Pero es que si continuamos avanzando
por la obra (y la maravilla de sus primeros relatos nos lo pone fácil para que
actuemos así), el encanto no hace sino aumentar y aquilatarse. Nos
encontraremos en esa exploración con la delicia tierna y melancólica de un
hombre que asiste al funeral de un compañero de juegos de infancia, aguardando
el momento en que se producirá el milagro que sólo él conoce (Esperanza); con la inesperada reacción
de un padre que, después de esperar trillizos, recibe por parte de la enfermera
la noticia de que en realidad han nacido dos hijos solamente (Trillizos); con las asombrosas
posibilidades que imprimen en el carácter humano los dibujos de las aceras (Geometría); o con un médico muy
especial, que puede conseguir que sus pacientes adelgacen de forma estrepitosa
y permanente gracias a un mecanismo tan sencillo como inquietante (La coronilla). Y nos formularemos
también algunas interrogaciones, inducidas por Jesús Esnaola, que provocarán en
nosotros asombro o sonrisa. Así, en Malos
tiempos sabremos de qué podría querellarse un monstruo contra su inventor,
y qué le echaría en cara si pudiera enfrentarse a él; y en El hatillo descubriremos qué es lo que hace un hombre no demasiado
convencido cuando su mujer le anuncia que ha decidido que tengan un bebé.

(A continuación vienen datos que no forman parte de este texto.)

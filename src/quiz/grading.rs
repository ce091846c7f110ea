//! Grading rules, one pure function per question variant

use std::collections::HashMap;

use serde::{Deserialize, Serialize};

use super::model::{Answer, Question};
use super::normalize::normalize;

/// How free-text (`input`) answers are matched against the expected string.
#[derive(Debug, Clone, Copy, Default, PartialEq, Eq, Serialize, Deserialize)]
#[serde(rename_all = "lowercase")]
pub enum InputMatchPolicy {
    /// Normalized equality, or the submission contains the expected answer.
    /// Matches the product's shipped behavior; accepts superstrings like
    /// "la inversión" for "inversion".
    #[default]
    Lenient,
    /// Normalized equality only
    Exact,
}

/// Grade a submitted answer against its question.
///
/// A variant mismatch between question and answer grades as incorrect; the
/// session machine never produces one.
pub fn grade(question: &Question, answer: &Answer, policy: InputMatchPolicy) -> bool {
    match (question, answer) {
        (Question::Choice { correct_index, .. }, Answer::Choice(selected)) => {
            selected == correct_index
        }
        (Question::Cloze { correct, .. }, Answer::Cloze(fillers)) => {
            fillers.len() == correct.len()
                && fillers.iter().zip(correct.iter()).all(|(got, want)| got == want)
        }
        (Question::Input { correct, .. }, Answer::Input(text)) => {
            grade_input(text, correct, policy)
        }
        (Question::Pairs { correct_relations, .. }, Answer::Pairs(relations)) => {
            grade_pairs(relations, correct_relations)
        }
        _ => false,
    }
}

fn grade_input(submitted: &str, expected: &str, policy: InputMatchPolicy) -> bool {
    let submitted = normalize(submitted);
    let expected = normalize(expected);
    match policy {
        InputMatchPolicy::Lenient => submitted == expected || submitted.contains(&expected),
        InputMatchPolicy::Exact => submitted == expected,
    }
}

/// Exact relation-map equality: every left item paired to its designated
/// right item, no extras, no omissions.
fn grade_pairs(relations: &[(String, String)], expected: &[(String, String)]) -> bool {
    if relations.len() != expected.len() {
        return false;
    }
    let want: HashMap<&str, &str> =
        expected.iter().map(|(l, r)| (l.as_str(), r.as_str())).collect();
    relations.iter().all(|(l, r)| want.get(l.as_str()) == Some(&r.as_str()))
}

#[cfg(test)]
mod tests {
    use pretty_assertions::assert_eq;
    use proptest::prelude::*;

    use super::*;
    use crate::quiz::model::GAP_MARKER;

    fn choice_question() -> Question {
        Question::Choice {
            id: "q1".into(),
            title: "¿Que es el flujo de caja?".into(),
            options: vec!["a".into(), "b".into(), "c".into(), "d".into()],
            correct_index: 1,
        }
    }

    fn cloze_question() -> Question {
        Question::Cloze {
            id: "q2".into(),
            title: "Completa".into(),
            sentence: format!("A {GAP_MARKER} and a {GAP_MARKER}."),
            pool: vec!["cat".into(), "dog".into(), "bird".into()],
            correct: vec!["cat".into(), "dog".into()],
        }
    }

    fn input_question(correct: &str) -> Question {
        Question::Input {
            id: "q3".into(),
            title: "Termina la frase".into(),
            placeholder: "...".into(),
            correct: correct.into(),
        }
    }

    fn pairs_question() -> Question {
        Question::Pairs {
            id: "q4".into(),
            title: "Une los conceptos".into(),
            left_items: vec!["ingresos".into(), "gastos".into()],
            right_items: vec!["salidas".into(), "entradas".into()],
            correct_relations: vec![
                ("ingresos".into(), "entradas".into()),
                ("gastos".into(), "salidas".into()),
            ],
        }
    }

    #[test]
    fn choice_correct_iff_index_matches() {
        let q = choice_question();
        for i in 0..4 {
            let want = i == 1;
            assert_eq!(grade(&q, &Answer::Choice(i), InputMatchPolicy::default()), want);
        }
    }

    #[test]
    fn cloze_is_order_sensitive() {
        let q = cloze_question();
        let policy = InputMatchPolicy::default();
        assert!(grade(&q, &Answer::Cloze(vec!["cat".into(), "dog".into()]), policy));
        assert!(!grade(&q, &Answer::Cloze(vec!["dog".into(), "cat".into()]), policy));
    }

    #[test]
    fn cloze_partial_fill_is_incorrect() {
        let q = cloze_question();
        assert!(!grade(&q, &Answer::Cloze(vec!["cat".into()]), InputMatchPolicy::default()));
    }

    #[test]
    fn input_accepts_diacritic_and_superstring_variants() {
        let q = input_question("inversion");
        let policy = InputMatchPolicy::Lenient;
        assert!(grade(&q, &Answer::Input("inversion".into()), policy));
        assert!(grade(&q, &Answer::Input("la inversión".into()), policy));
        assert!(!grade(&q, &Answer::Input("invers".into()), policy));
    }

    #[test]
    fn input_exact_policy_rejects_superstrings() {
        let q = input_question("inversion");
        assert!(grade(&q, &Answer::Input("Inversión".into()), InputMatchPolicy::Exact));
        assert!(!grade(&q, &Answer::Input("la inversión".into()), InputMatchPolicy::Exact));
    }

    #[test]
    fn input_empty_is_never_correct() {
        let q = input_question("inversion");
        assert!(!grade(&q, &Answer::Input(String::new()), InputMatchPolicy::Lenient));
        assert!(!grade(&q, &Answer::Input(String::new()), InputMatchPolicy::Exact));
    }

    #[test]
    fn pairs_require_exact_relation_map() {
        let q = pairs_question();
        let policy = InputMatchPolicy::default();
        let right = vec![
            ("gastos".to_string(), "salidas".to_string()),
            ("ingresos".to_string(), "entradas".to_string()),
        ];
        // Relation order does not matter, the mapping does
        assert!(grade(&q, &Answer::Pairs(right), policy));

        let swapped = vec![
            ("ingresos".to_string(), "salidas".to_string()),
            ("gastos".to_string(), "entradas".to_string()),
        ];
        assert!(!grade(&q, &Answer::Pairs(swapped), policy));

        let incomplete = vec![("ingresos".to_string(), "entradas".to_string())];
        assert!(!grade(&q, &Answer::Pairs(incomplete), policy));
    }

    #[test]
    fn variant_mismatch_grades_incorrect() {
        let q = choice_question();
        assert!(!grade(&q, &Answer::Input("b".into()), InputMatchPolicy::default()));
    }

    proptest! {
        #[test]
        fn choice_only_the_correct_index_passes(selected in 0usize..16) {
            let q = choice_question();
            let got = grade(&q, &Answer::Choice(selected), InputMatchPolicy::default());
            prop_assert_eq!(got, selected == 1);
        }

        #[test]
        fn input_expected_answer_is_reflexively_correct(expected in "[a-zA-Záéíóúñ]{1,24}") {
            let q = input_question(&expected);
            let answer = Answer::Input(expected.clone());
            prop_assert!(grade(&q, &answer, InputMatchPolicy::Lenient));
            prop_assert!(grade(&q, &answer, InputMatchPolicy::Exact));
        }

        #[test]
        fn input_empty_submission_never_passes(expected in "[a-z]{1,24}") {
            let q = input_question(&expected);
            prop_assert!(!grade(&q, &Answer::Input(String::new()), InputMatchPolicy::Lenient));
        }
    }
}
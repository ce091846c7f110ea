//! Lexical normalization for free-text answer grading

use unicode_normalization::UnicodeNormalization;
use unicode_normalization::char::is_combining_mark;

/// Normalize a learner-typed answer for comparison.
///
/// Lowercases, decomposes to NFD and drops combining marks (so "inversión"
/// and "inversion" compare equal), and trims surrounding whitespace. Pure and
/// total; used only for `input`-type grading.
pub fn normalize(s: &str) -> String {
    s.to_lowercase().nfd().filter(|c| !is_combining_mark(*c)).collect::<String>().trim().to_string()
}
//! Configuration management for Kasa Learn

use std::path::PathBuf;

use anyhow::{Context, Result};
use serde::{Deserialize, Serialize};

use crate::quiz::assembly::DEFAULT_MAX_QUESTIONS;

/// Application configuration
#[derive(Debug, Clone, Serialize, Deserialize)]
pub struct Config {
    /// Base URL of the hosted learning backend
    pub backend_url: String,

    /// API key for the backend (sent as apikey + bearer token)
    pub api_key: String,

    /// Learner id used for attempts and progression
    pub user_id: String,

    /// Upper bound on questions administered per attempt
    pub max_quiz_questions: usize,

    /// Per-request network budget in seconds
    pub request_timeout_secs: u64,
}

impl Default for Config {
    fn default() -> Self {
        Self {
            backend_url: "http://localhost:54321".to_string(),
            api_key: String::new(),
            user_id: "demo-learner".to_string(),
            max_quiz_questions: DEFAULT_MAX_QUESTIONS,
            request_timeout_secs: 10,
        }
    }
}

impl Config {
    /// Load configuration from disk, or create default if not exists
    pub fn load() -> Result<Self> {
        let config_path = Self::config_path()?;

        if config_path.exists() {
            let contents = std::fs::read_to_string(&config_path)
                .with_context(|| format!("Failed to read config from {:?}", config_path))?;
            serde_json::from_str(&contents).with_context(|| "Failed to parse config.json")
        } else {
            let config = Self::default();
            config.save()?;
            Ok(config)
        }
    }

    /// Save configuration to disk
    pub fn save(&self) -> Result<()> {
        let config_path = Self::config_path()?;

        if let Some(parent) = config_path.parent() {
            std::fs::create_dir_all(parent)
                .with_context(|| format!("Failed to create config directory {:?}", parent))?;
        }

        let contents =
            serde_json::to_string_pretty(self).with_context(|| "Failed to serialize config")?;

        std::fs::write(&config_path, contents)
            .with_context(|| format!("Failed to write config to {:?}", config_path))?;

        Ok(())
    }

    /// Get the path to the config file
    pub fn config_path() -> Result<PathBuf> {
        let proj_dirs = directories::ProjectDirs::from("", "", "kasa-learn")
            .context("Failed to determine config directory")?;
        Ok(proj_dirs.config_dir().join("config.json"))
    }
}

#[cfg(test)]
mod tests {
    use super::*;

    #[test]
    fn default_config_bounds_questions_at_ten() {
        let config = Config::default();
        assert_eq!(config.max_quiz_questions, 10);
        assert_eq!(config.request_timeout_secs, 10);
    }

    #[test]
    fn config_round_trips_through_json() {
        let config = Config::default();
        let json = serde_json::to_string(&config).unwrap();
        let back: Config = serde_json::from_str(&json).unwrap();
        assert_eq!(back.backend_url, config.backend_url);
        assert_eq!(back.max_quiz_questions, config.max_quiz_questions);
    }

    #[test]
    fn config_deserializes_from_explicit_json() {
        let json = r#"{
            "backend_url": "https://kasa.example.co",
            "api_key": "anon",
            "user_id": "u-7",
            "max_quiz_questions": 7,
            "request_timeout_secs": 5
        }"#;
        let config: Config = serde_json::from_str(json).unwrap();
        assert_eq!(config.max_quiz_questions, 7);
        assert_eq!(config.user_id, "u-7");
    }
}
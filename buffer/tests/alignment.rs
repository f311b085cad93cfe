//! End-to-end alignment of concurrently produced streams.

use std::thread;
use std::time::{Duration, Instant};

use timesync_buffer::{AllMatch, BufferConfig, SynchronizedBuffer, TimedBuffer};

fn init_tracing() {
    let _ = tracing_subscriber::fmt()
        .with_env_filter(tracing_subscriber::EnvFilter::from_default_env())
        .with_test_writer()
        .try_init();
}

/// Stream 0 carries questions, stream 1 the answers, produced with gaps.
#[test]
fn test_question_answer_streams() {
    init_tracing();

    let buf = SynchronizedBuffer::<(String, i32)>::with_config(
        &BufferConfig::default()
            .with_capacity(5)
            .with_timeout(Duration::from_millis(50)),
    );
    let producer = buf.clone();

    let handle = thread::spawn(move || {
        producer.push_force::<0>(0, "1+1=".to_string());
        thread::sleep(Duration::from_millis(100));

        producer.push_force::<0>(1, "2+1=".to_string());
        thread::sleep(Duration::from_millis(50));

        producer.push_force::<1>(1, 3);
        thread::sleep(Duration::from_millis(50));

        producer.push_force::<0>(2, "2+3=".to_string());
        thread::sleep(Duration::from_millis(50));

        producer.push_force::<1>(2, 5);
        thread::sleep(Duration::from_millis(50));

        producer.push_force::<0>(3, "4+3=".to_string());
        thread::sleep(Duration::from_millis(50));

        producer.push_force::<1>(3, 7);
    });

    let mut waits = 0;
    let (ts, (question, answer)) = loop {
        match buf.pop_available() {
            Ok(reading) => break reading,
            Err(err) => {
                assert!(err.is_timeout());
                waits += 1;
            }
        }
    };
    // Stream 1 never had anything at 0
    assert_eq!(ts, 1);
    assert_eq!(question, "2+1=");
    assert_eq!(answer, 3);
    assert!(waits > 0, "first reading is only available after 150ms");

    let (question, answer) = loop {
        if let Ok(values) = buf.pop_by_timestamp(AllMatch, 3) {
            break values;
        }
    };
    assert_eq!(question, "4+3=");
    assert_eq!(answer, 7);

    handle.join().unwrap();
    assert!(buf.is_empty());
}

#[test]
fn test_pinned_timeout_keeps_backlog() {
    init_tracing();

    let buf = SynchronizedBuffer::<(u32, u32)>::new();
    buf.push_force::<0>(10, 1);
    buf.push_force::<0>(11, 2);
    buf.push_force::<1>(10, 3);

    let start = Instant::now();
    let err = buf
        .pop_by_timestamp_timeout(AllMatch, 11, Duration::from_millis(30))
        .unwrap_err();
    assert!(err.is_timeout());
    assert!(start.elapsed() >= Duration::from_millis(30));
    assert_eq!(buf.len::<0>(), 2);
    assert_eq!(buf.len::<1>(), 1);

    // The backlog is still alignable
    assert_eq!(buf.pop_available_timeout(Duration::ZERO).unwrap(), (10, (1, 3)));
}

#[test]
fn test_many_producers_one_consumer() {
    init_tracing();

    let buf = SynchronizedBuffer::<(u64, u64, u64)>::with_config(
        &BufferConfig::default().with_capacity(64),
    );

    let a = buf.clone();
    let b = buf.clone();
    let c = buf.clone();
    let producers = vec![
        thread::spawn(move || {
            for ts in 0..20u64 {
                a.push_force::<0>(ts, ts);
                thread::sleep(Duration::from_millis(1));
            }
        }),
        thread::spawn(move || {
            for ts in 0..20u64 {
                b.push_force::<1>(ts, ts * 2);
                thread::sleep(Duration::from_millis(2));
            }
        }),
        thread::spawn(move || {
            // Only even timestamps on this stream
            for ts in (0..20u64).step_by(2) {
                c.push_force::<2>(ts, ts * 3);
                thread::sleep(Duration::from_millis(3));
            }
        }),
    ];

    let mut seen = Vec::new();
    while seen.last().is_none_or(|&ts| ts < 18) {
        let (ts, (x, y, z)) = match buf.pop_available_timeout(Duration::from_secs(5)) {
            Ok(reading) => reading,
            Err(err) => panic!("streams never aligned: {}", err),
        };
        assert_eq!((x, y, z), (ts, ts * 2, ts * 3));
        seen.push(ts);
    }

    for handle in producers {
        handle.join().unwrap();
    }
    assert!(seen.iter().all(|ts| ts % 2 == 0));
    assert!(seen.windows(2).all(|w| w[0] < w[1]));
}

#[test]
fn test_timed_buffer_reader_follows_writer() {
    init_tracing();

    let buf = TimedBuffer::<String>::new(16);
    let writer = buf.clone();

    let handle = thread::spawn(move || {
        for ts in 0..10u64 {
            writer.push_force(ts, format!("sample {}", ts));
            thread::sleep(Duration::from_millis(2));
        }
    });

    // A pinned read waits for the writer to catch up
    let (ts, value) = buf.get_by_timestamp(Duration::from_secs(5), 6).unwrap();
    assert_eq!(ts, 6);
    assert_eq!(value, "sample 6");

    let (ts, _) = buf.pop_by_timestamp(Duration::from_secs(5), 9).unwrap();
    assert_eq!(ts, 9);

    handle.join().unwrap();
    assert!(buf.is_empty());
}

Añadan a esos ejemplos maravillas sintéticas como Tic-tac o delicias crueles como La
mesilla y se harán una idea bastante aproximada de lo que les espera en
este fantástico volumen.
Decía el argentino Jorge Luis Borges,
con la contundencia epigramática que siempre reservó para sus dicterios, que
quizá un solo hexámetro de Virgilio era el contrapeso necesario que la Historia
de la Literatura utilizaba para sobreponerse al plúmbeo poema del Cid. No es
mala sentencia, y quizá podríamos reutilizarla para sintetizar lo que Los
días de lluvia aporta al panorama narrativo actual: un respiradero y una
ventana, una ráfaga de luz frente a demasiados escritos ombliguistas, en los
que los lectores naufragan o se asfixian. Jesús Esnaola Moraza recupera esa
vieja tradición de contar. Y de contar bien, además. Con pocas palabras, pero
con mucha clase. Con poca extensión, pero con mucha intensidad. Un auténtico
lujo, vaya.
1 comentario:
Me alegro mucho de leer una reseña así, por lo que tiene de crítica frente al microrrelato fútil, y por lo que tiene de alabanza fundada del libro de Jesus.
"Mucha clase", qué cierto. Así escribe Jesus, con precisión y sin estrépitos, sabiendo defender la elección de cada una de sus palabras y el fondo que sustenta cada microrrelato.